# 600w hps vs T5's..



## cmd420 (Jan 31, 2011)

I have two side by side runs..

one run using a pair of 600w MH and the other run using a 4 foot 8 bulb 

T5 floro "bank"..

is it my imagination or are both lighting setups comparable? 

Both groups of plants seem to be responding the same.. 

I would love to switch to floros for veg..


----------



## Locked (Jan 31, 2011)

I used to veg under a 600w hps but bought a 4 foot HO T5 setup and it blows away the HPS...way tighter node growth and overall healthier looking plants...the negative is growth seems slower might be from the fact that they don't stretch under the T5 so they seem like they are growing slower...and the other negative is light penetration. But as long as you are not trying to veg under them for months that shld not be a problem...my T5 gets them to sex showing time and that is all I need it for.


----------



## ozzydiodude (Jan 31, 2011)

:confused2: HPS in thread title and MH in the first post

Proves a Stoner was here


----------



## The Hemp Goddess (Jan 31, 2011)

I love my T5s and will never go back to MH for vegging.  I think I get as good veggy growth from 216W of T5 than (or is it then?) I got from my 400W MH.


----------



## cmd420 (Feb 1, 2011)

it's too early to tell yet with this crop, but....

what I *don't* hear is anyone saying that floros can't cut it..

I will continue with my "test".. I reckon I'll have definitive results in 2 weeks or so..

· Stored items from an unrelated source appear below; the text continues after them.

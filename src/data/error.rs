//! 数据加载错误类型定义

use std::path::PathBuf;
use thiserror::Error;

/// 数据加载相关错误
#[derive(Debug, Error)]
pub enum DataError {
    /// 文件未找到
    #[error("文件未找到: {0}")]
    FileNotFound(PathBuf),

    /// IO 错误
    #[error("IO 错误: {0}")]
    IoError(#[from] std::io::Error),

    /// 格式错误（词向量行宽不一致、JSON 字段缺失等）
    #[error("格式错误: {0}")]
    FormatError(String),

    /// 形状不匹配（ids/labels/mask/lengths 的 batch 维不一致）
    #[error("形状不匹配: 期望 {expected:?}, 实际 {got:?}")]
    ShapeMismatch {
        expected: Vec<usize>,
        got: Vec<usize>,
    },

    /// JSON 解析错误
    #[error("JSON 解析错误: {0}")]
    JsonError(#[from] serde_json::Error),
}
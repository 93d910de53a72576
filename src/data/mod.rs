//! 数据边界模块
//!
//! 提供训练/验证/测试三个划分的数据容器、minibatch 迭代、
//! 嵌入表解析与 rationale 标注解析。
//!
//! # 主要组件
//!
//! - [`Dataset`] / [`Batch`]: 定长填充的 token-id 序列 + 有效性掩码 + 真实长度 + 标签
//! - [`DataLoader`]: 每个 epoch 洗牌的 minibatch 加载器
//! - [`EmbeddingTable`]: 预训练词向量表（末尾追加保留的 mask 行）
//! - [`read_rationales`]: 人工标注 rationale 的二值矩阵解析
//! - [`DataError`]: 数据加载错误类型

mod dataset;
mod embedding;
mod loader;
mod rationale;

pub mod error;

pub use dataset::{Batch, Dataset};
pub use embedding::EmbeddingTable;
pub use error::DataError;
pub use loader::DataLoader;
pub use rationale::read_rationales;

#[cfg(test)]
mod tests;
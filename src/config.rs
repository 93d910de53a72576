//! 单次运行的超参数配置
//!
//! 构造后不可变；由数据形状（句长上限、嵌入维度、输出维度）
//! 与固定超参数共同决定。

/// 训练配置
///
/// 默认值对应参考实验：啤酒评论 aspect 回归，
/// 句长上限 300，隐藏维度 200，batch 32，10 个 epoch。
#[derive(Debug, Clone)]
pub struct Config {
    /// 句长上限（超过的序列会被截断，长度被钳制到该值）
    pub max_sentence: usize,
    /// 词向量维度
    pub embedding_dim: usize,
    /// RNN 隐藏状态维度
    pub hidden_size: usize,
    /// 回归输出维度（单 aspect 为 1）
    pub n_outputs: usize,
    /// 每个 minibatch 的样本数
    pub batch_size: usize,
    /// 训练轮数
    pub epochs: usize,
    /// Adam 学习率
    pub learning_rate: f32,
    /// dropout 保留概率（训练期生效，评估期恒为 1.0）
    pub dropout_keep_prob: f32,
    /// L2 正则权重
    pub l2_weight: f32,
    /// 随机种子（权重初始化、dropout、epoch 洗牌）
    pub seed: u64,
}

impl Default for Config {
    fn default() -> Self {
        Self {
            max_sentence: 300,
            embedding_dim: 200,
            hidden_size: 200,
            n_outputs: 1,
            batch_size: 32,
            epochs: 10,
            learning_rate: 1e-3,
            dropout_keep_prob: 0.5,
            l2_weight: 1e-6,
            seed: 42,
        }
    }
}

dang, I gotta throw up some pics of the new setups..

thx fam


----------



## gchristo (Feb 1, 2011)

cmd420,
What are you planning to use to bloom these?  Are you continuing with the test?  
T-5's w/ flower bulbs vs the 600 MH's switched to HSP?
I use T-5's for my veg, and think they rock.   
Cheers.


----------



## dman1234 (Feb 1, 2011)

cmd420 said:
			
		

> it's too early to tell yet with this crop, but....
> 
> what I *don't* hear is anyone saying that floros can't cut it..
> 
> ...


 

i think many believe in floro for vegging, ask them about floro for  flowering and you will probably get the response you expected.


----------



## woodydude (Feb 3, 2011)

There is something no one has pointed out so far here.
The 8 bulb T5's will be using around 432W of electricity, the twin 600W MH will be using 1200W, almost 3 times the power usage! I don't know how expensive electricity is in the USA but here in the UK that would be massively significant.
I am not sure of the MH lumen output (I think it is around 60,000 but dont quote me on that) but the T5's will be around 36,000 so $ per lumen is significant also.
Peace
Woody


----------



## The Hemp Goddess (Feb 3, 2011)

The MH lights have about the same lumen per watt output as a T5.  As I mentioned above, I believe that 216W of T5s equals or exceeds the growth I get from 400W of MH light.


----------



## WeedHopper (Feb 3, 2011)

T5s are the bomb for Vegging. Cant beatem.


----------